After reading the details of the emergency lending programs, it’s obvious that things were as bad as or worse than the most pessimistic of us believed back in late 2008-early 2009. I don’t know how you feel, but I’m thankful that we have a truly independent central bank.

Don’t get me wrong
Try getting me right
Your face is OK
But your purse is too tight

Much of the Fed’s recent actions have been designed to force money out of riskless investments by rendering the return on them nil. A concurrent goal has been to get consumers to open their tightly shut purses, and it appears that they are seeing success on both fronts. Money has been returning to the stock market and recent measures of consumer sentiment have been improving dramatically.

Despite the ridiculous media hype over Black Friday and Cyber Monday (Why don’t we just call it “Spending Week” and get it over with?), it appears that folks are starting to return to the shopping aisles, even though many of those are virtual ones embedded within online sites.

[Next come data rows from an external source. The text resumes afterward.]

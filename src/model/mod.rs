//! Local snapshots of the objects FwESI exposes
//!
//! - `Save` / `ActiveSave`: loadable scenes and the one currently running
//! - `OperatorActor`: a controllable object with its properties, enums and actions
//! - `FilterList`: filterable views over any of the above

mod action;
mod actor;
mod filter;
mod property;
mod property_enum;
mod save;
mod value;

pub use action::Action;
pub use actor::{OperatorActor, PropertyArray};
pub use filter::{Attributes, FilterList};
pub use property::{Property, PropertyType};
pub use property_enum::{EnumField, PropertyEnum};
pub use save::{ActiveSave, Save};
pub use value::AttrValue;
impl<T: RemoteTransport> EsiRemote<T> {
    /// Load the initial snapshot through `transport`
    pub async fn with_transport(transport: T, autocommit: bool) -> Result<Self> {
        info!("Connecting to FwESI at {}", transport.endpoint());

        let saves = fetch_saves(&transport).await?;
        let active = fetch_active(&transport).await?;
        let operator_actors = fetch_operator_actors(&transport).await?;

        info!(
            "Loaded {} saves and {} operator actors, active scenario '{}'",
            saves.len(),
            operator_actors.len(),
            active.scenario_name()
        );

        Ok(Self {
            transport,
            autocommit,
            ramp_tick: DEFAULT_RAMP_TICK,
            saves,
            active,
            operator_actors,
            pending_save: None,
        })
    }

    pub fn with_ramp_tick(mut self, tick: Duration) -> Self {
        self.ramp_tick = tick;
        self
    }

    pub fn transport(&self) -> &T {
        &self.transport
    }

    pub fn autocommit(&self) -> bool {
        self.autocommit
    }

    pub fn set_autocommit(&mut self, autocommit: bool) {
        self.autocommit = autocommit;
    }

    // ---- snapshots ----

    /// Replace the save list; a queued load whose path is gone is dropped
    pub async fn update_saves(&mut self) -> Result<()> {
        self.saves = fetch_saves(&self.transport).await?;
        debug!("Refreshed {} saves", self.saves.len());

        if let Some(path) = self.pending_save.take() {
            if self.find_save(&path).is_some() {
                self.pending_save = Some(path);
            } else {
                warn!("Queued save '{}' no longer exists on the server, dropping it", path);
            }
        }
        Ok(())
    }

    pub async fn update_active(&mut self) -> Result<()> {
        self.active = fetch_active(&self.transport).await?;
        debug!("Active scenario is '{}'", self.active.scenario_name());
        Ok(())
    }

    /// Replace the actor snapshot; uncommitted actor edits are lost
    pub async fn update_operator_actors(&mut self) -> Result<()> {
        self.operator_actors = fetch_operator_actors(&self.transport).await?;
        debug!("Refreshed {} operator actors", self.operator_actors.len());
        Ok(())
    }

    pub async fn refresh(&mut self) -> Result<()> {
        self.update_saves().await?;
        self.update_active().await?;
        self.update_operator_actors().await
    }

    pub fn save_files(&self) -> FilterList<'_, Save> {
        FilterList::new(&self.saves)
    }

    pub fn active(&self) -> &ActiveSave {
        &self.active
    }

    pub fn operator_actors(&self) -> FilterList<'_, OperatorActor> {
        FilterList::new(&self.operator_actors)
    }

    /// Save or sub save with the given absolute path
    pub fn find_save(&self, absolute_path: &str) -> Option<&Save> {
        self.saves.iter().find_map(|save| save.find(absolute_path))
    }

    pub fn operator_actor(&self, id: i64) -> Option<&OperatorActor> {
        self.operator_actors.iter().find(|actor| actor.id() == id)
    }

    pub fn operator_actor_by_name(&self, name: &str) -> Option<&OperatorActor> {
        self.operator_actors.iter().find(|actor| actor.name() == name)
    }

    fn operator_actor_mut(&mut self, id: i64) -> Result<&mut OperatorActor> {
        let index = self.actor_index(id)?;
        Ok(&mut self.operator_actors[index])
    }

    fn actor_index(&self, id: i64) -> Result<usize> {
        self.operator_actors
            .iter()
            .position(|actor| actor.id() == id)
            .ok_or(EsiError::ActorNotFound(id))
    }

    // ---- edits ----

    /// Apply `edit` to the actor with `id`, then commit if autocommit is on.
    ///
    /// The edit runs on a copy of the actor. If it fails, the snapshot is left
    /// exactly as it was.
    ///
    /// ```rust,no_run
    /// # async fn demo(remote: &mut esi_remote::EsiRemote) -> esi_remote::Result<()> {
    /// remote
    ///     .edit_operator_actor(4, |truck| {
    ///         truck.set_visible(true);
    ///         truck.property_mut("DP_BlueLight")?.set_value(true)
    ///     })
    ///     .await?;
    /// # Ok(())
    /// # }
    /// ```
    pub async fn edit_operator_actor<R, F>(&mut self, id: i64, edit: F) -> Result<R>
    where
        F: FnOnce(&mut OperatorActor) -> Result<R>,
    {
        let index = self.actor_index(id)?;
        let mut draft = self.operator_actors[index].clone();
        let outcome = edit(&mut draft)?;
        self.operator_actors[index] = draft;

        self.commit_operator_actors(false).await?;
        Ok(outcome)
    }

    pub async fn set_visible(&mut self, id: i64, visible: bool) -> Result<()> {
        self.edit_operator_actor(id, |actor| {
            actor.set_visible(visible);
            Ok(())
        })
        .await
    }

    pub async fn set_property(
        &mut self,
        id: i64,
        property: &str,
        value: impl Into<AttrValue>,
    ) -> Result<()> {
        let value = value.into();
        self.edit_operator_actor(id, |actor| actor.property_mut(property)?.set_value(value))
            .await
    }

    /// Select an enum value by its `enum_field_value`
    pub async fn set_enum_value(&mut self, id: i64, property_enum: &str, value: &str) -> Result<()> {
        self.edit_operator_actor(id, |actor| {
            actor.property_enum_mut(property_enum)?.set_current_by_value(value)
        })
        .await
    }

    pub async fn trigger_action(&mut self, id: i64, action: &str) -> Result<()> {
        self.edit_operator_actor(id, |actor| {
            actor.action_mut(action)?.trigger();
            Ok(())
        })
        .await
    }

    /// Write `is_visible` or a property by name; see [`OperatorActor::set_attribute`]
    pub async fn set_attribute(
        &mut self,
        id: i64,
        name: &str,
        value: impl Into<AttrValue>,
    ) -> Result<()> {
        let value = value.into();
        self.edit_operator_actor(id, |actor| actor.set_attribute(name, value))
            .await
    }

    // ---- saves ----

    /// Load a save (or sub save) now, regardless of autocommit
    pub async fn load_save(&mut self, absolute_path: &str) -> Result<()> {
        self.queue(absolute_path)?;
        self.commit_saves(true).await
    }

    /// Load a save on the next commit; loads right away under autocommit.
    /// Queuing again replaces an earlier queued save.
    pub async fn queue_save_load(&mut self, absolute_path: &str) -> Result<()> {
        self.queue(absolute_path)?;
        self.commit_saves(false).await
    }

    fn queue(&mut self, absolute_path: &str) -> Result<()> {
        if self.find_save(absolute_path).is_none() {
            return Err(EsiError::SaveNotFound(absolute_path.to_string()));
        }
        if let Some(previous) = self.pending_save.replace(absolute_path.to_string()) {
            debug!("Queued save '{}' replaces '{}'", absolute_path, previous);
        }
        Ok(())
    }

    /// The save waiting for the next commit, if any
    pub fn pending_save(&self) -> Option<&str> {
        self.pending_save.as_deref()
    }

    // ---- commit ----

    pub fn has_pending_changes(&self) -> bool {
        self.pending_save.is_some() || self.operator_actors.iter().any(OperatorActor::has_pending)
    }

    /// Push the queued save load, then every pending actor change
    pub async fn commit(&mut self) -> Result<()> {
        self.commit_saves(true).await?;
        self.commit_operator_actors(true).await
    }

    async fn commit_saves(&mut self, force: bool) -> Result<()> {
        if !(force || self.autocommit) {
            return Ok(());
        }
        let Some(path) = self.pending_save.clone() else {
            return Ok(());
        };

        info!("Loading save '{}'", path);
        let body = serde_json::to_value(SaveLoadRequest {
            absolute_path: path,
        })?;
        let answer = self.transport.put(routes::SAVE_FILES, &body).await?;
        check_answer(&answer, routes::SAVE_LOADED_ANSWER)?;
        self.pending_save = None;

        self.update_active().await?;
        self.update_saves().await
    }

    async fn commit_operator_actors(&mut self, force: bool) -> Result<()> {
        if !(force || self.autocommit) {
            return Ok(());
        }

        let mut sent = 0usize;
        for actor in self.operator_actors.iter_mut() {
            if send_actor_update(&self.transport, actor).await? {
                sent += 1;
            }
        }
        if sent > 0 {
            info!("Committed changes to {} operator actor(s)", sent);
        }

        self.update_operator_actors().await
    }

    /// Push the pending changes of one actor and re-read only that actor.
    /// Other actors keep their snapshot and their pending edits.
    async fn commit_actor(&mut self, id: i64) -> Result<()> {
        let index = self.actor_index(id)?;
        send_actor_update(&self.transport, &mut self.operator_actors[index]).await?;

        let fresh = fetch_operator_actors(&self.transport)
            .await?
            .into_iter()
            .find(|actor| actor.id() == id);
        match fresh {
            Some(actor) => self.operator_actors[index] = actor,
            None => {
                warn!("Operator actor {} disappeared from the server", id);
                self.operator_actors.remove(index);
            }
        }
        Ok(())
    }

    // ---- ramps ----

    /// Move a numeric property from `start` to `end` over `duration`, pushing
    /// one value per tick. Returns the number of values sent.
    ///
    /// Each step is sent right away, even with autocommit off. Only the ramped
    /// actor is committed; pending edits on other actors stay queued.
    pub async fn ramp_property(
        &mut self,
        id: i64,
        property: &str,
        start: f64,
        end: f64,
        duration: Duration,
    ) -> Result<usize> {
        let value_type = self
            .operator_actor(id)
            .ok_or(EsiError::ActorNotFound(id))?
            .property(property)
            .ok_or_else(|| EsiError::MemberNotFound {
                actor_id: id,
                kind: "property",
                name: property.to_string(),
            })?
            .value_type()
            .clone();
        // bool and string properties cannot be interpolated
        if !matches!(value_type, PropertyType::Int | PropertyType::Float) {
            return Err(EsiError::Unsupported(format!(
                "cannot ramp '{}' of type {}",
                property, value_type
            )));
        }

        let ramp = LinearRamp::new(start, end, duration, self.ramp_tick);
        info!(
            "Ramping '{}' of actor {} from {} to {} in {} steps",
            property,
            id,
            start,
            end,
            ramp.steps()
        );

        let mut interval = tokio::time::interval(ramp.tick());
        interval.set_missed_tick_behavior(MissedTickBehavior::Delay);

        let mut pushed = 0;
        for value in ramp {
            interval.tick().await;
            self.operator_actor_mut(id)?
                .property_mut(property)?
                .set_value(value)?;
            self.commit_actor(id).await?;
            pushed += 1;
        }
        Ok(pushed)
    }
}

American corporations are much leaner than they were two years ago, and as consumer spending rises, corporate earnings should get a nice boost.

I’m looking for pound notes, loose change, bad checks, anything
Gimme some money, gimme some money

Meanwhile, our friends across the Atlantic are feeling the pressure as bond vigilantes continue to train their fire on the weakest members of the European Monetary Union. American observers, mindful that German Finance Minister Wolfgang Schaeuble recently characterized the Fed’s QE2 policy as “clueless”, can be forgiven for chuckling as rumors circulate that the ECB is snapping up member country bonds by the fistful. As the specter of sovereign default lurches towards Spain, it increasingly appears that German taxpayers will be footing most of the bill for the profligacy of their continental cousins, and I suspect that more than a few American central bankers are now basking in that most German of emotions, schadenfreude.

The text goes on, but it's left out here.